What you are asked to do
Please restate exactly what appears in the records below from the first line to the line where "pub fn new(config: &ScraperConfig)" is, that line included.
- - -
use std::time::Duration;

use async_trait::async_trait;
use reqwest::{Client, header::ACCEPT_LANGUAGE};
use scraper::{Html, Selector};
use tracing::debug;

use crate::{
    config::ScraperConfig,
    error::DriverError,
    locale::LocaleConfig,
    page::{Lookup, PageSession},
};

use super::{SessionFactory, check_status};

/// Fetches the results page once over HTTP and answers selector queries
/// against the static document.
#[derive(Debug, Clone)]
pub struct HttpDriver {
    http: Client,
}

impl HttpDriver {
    pub fn new(config: &ScraperConfig) -> Result<Self, DriverError> {
        let http = Client::builder()
            .user_agent(config.user_agent.as_str())
            .timeout(config.request_timeout())
            .build()
            .map_err(|e| DriverError::Launch(format!("failed to build HTTP client: {e}")))?;

        Ok(Self { http })
    }
}

#[async_trait]
impl SessionFactory for HttpDriver {
    type Session = HttpSession;

    async fn open(&self, locale: &LocaleConfig) -> Result<HttpSession, DriverError> {
        Ok(HttpSession {
            http: self.http.clone(),
            accept_language: locale.locale_tag.to_string(),
            document: None,
        })
    }
}

#[derive(Debug)]
pub struct HttpSession {
    http: Client,
    accept_language: String,
    document: Option<String>,
}

/// Snapshot of an element of the fetched document.
#[derive(Debug, Clone, PartialEq, Eq)]
pub struct HtmlElement {
    outer_html: String,
    inner_html: String,
    text: String,
}

impl HttpSession {
    fn document(&self) -> Result<&str, DriverError> {
        self.document.as_deref().ok_or(DriverError::NoPage)
    }
}

#[async_trait]
impl PageSession for HttpSession {
    type Element = HtmlElement;

    async fn navigate(&mut self, url: &str) -> Result<(), DriverError> {
        let res = self
            .http
            .get(url)
            .header(ACCEPT_LANGUAGE, self.accept_language.as_str())
            .send()
            .await
            .map_err(|e| DriverError::Navigation {
                url: url.to_string(),
                message: e.to_string(),
            })?;

        let status = res.status();
        let body = res.text().await.map_err(|e| DriverError::Navigation {
            url: url.to_string(),
            message: format!("failed to read response body: {e}"),
        })?;

        if let Err(e) = check_status(i64::from(status.as_u16())) {
            debug!(%status, body = %truncate_body(&body), "results page request failed");
            return Err(e);
        }

        debug!(bytes = body.len(), "results page loaded");
        self.document = Some(body);
        Ok(())
    }

    async fn query_selector(&self, selector: &str) -> Result<Option<HtmlElement>, DriverError> {
        select_first(self.document()?, selector, false)
    }

    async fn wait_for_selector(
        &self,
        selector: &str,
        _timeout: Duration,
    ) -> Result<Lookup<HtmlElement>, DriverError> {
        // A static document never changes, so there is nothing to wait for.
        Ok(match select_first(self.document()?, selector, false)? {
            Some(element) => Lookup::Found(element),
            None => Lookup::TimedOut,
        })
    }

    async fn find_in(
        &self,
        scope: &HtmlElement,
        selector: &str,
    ) -> Result<Option<HtmlElement>, DriverError> {
        select_first(&scope.outer_html, selector, true)
    }

    async fn read_text(&self, element: &HtmlElement) -> Result<String, DriverError> {
        Ok(element.text.clone())
    }

    async fn inner_html(&self, element: &HtmlElement) -> Result<String, DriverError> {
        Ok(element.inner_html.clone())
    }

    async fn close(&mut self) -> Result<(), DriverError> {
        self.document = None;
        Ok(())
    }
}

fn select_first(
    html: &str,
    selector: &str,
    fragment: bool,
) -> Result<Option<HtmlElement>, DriverError> {
    let parsed = Selector::parse(selector).map_err(|e| DriverError::Selector {
        selector: selector.to_string(),
        message: e.to_string(),
    })?;

    let document = if fragment {
        Html::parse_fragment(html)
    } else {
        Html::parse_document(html)
    };

    Ok(document.select(&parsed).next().map(|element| HtmlElement {
        outer_html: element.html(),
        inner_html: element.inner_html(),
        text: element.text().collect(),
    }))
}

fn truncate_body(body: &str) -> String {
    const MAX: usize = 200;
    match body.char_indices().nth(MAX) {
        Some((idx, _)) => format!("{}...", &body[..idx]),
        None => body.to_string(),
    }
}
- - -
Reply to the exercise
use std::time::Duration;

use async_trait::async_trait;
use reqwest::{Client, header::ACCEPT_LANGUAGE};
use scraper::{Html, Selector};
use tracing::debug;

use crate::{
    config::ScraperConfig,
    error::DriverError,
    locale::LocaleConfig,
    page::{Lookup, PageSession},
};

use super::{SessionFactory, check_status};

/// Fetches the results page once over HTTP and answers selector queries
/// against the static document.
#[derive(Debug, Clone)]
pub struct HttpDriver {
    http: Client,
}

impl HttpDriver {
    pub fn new(config: &ScraperConfig) -> Result<Self, DriverError> {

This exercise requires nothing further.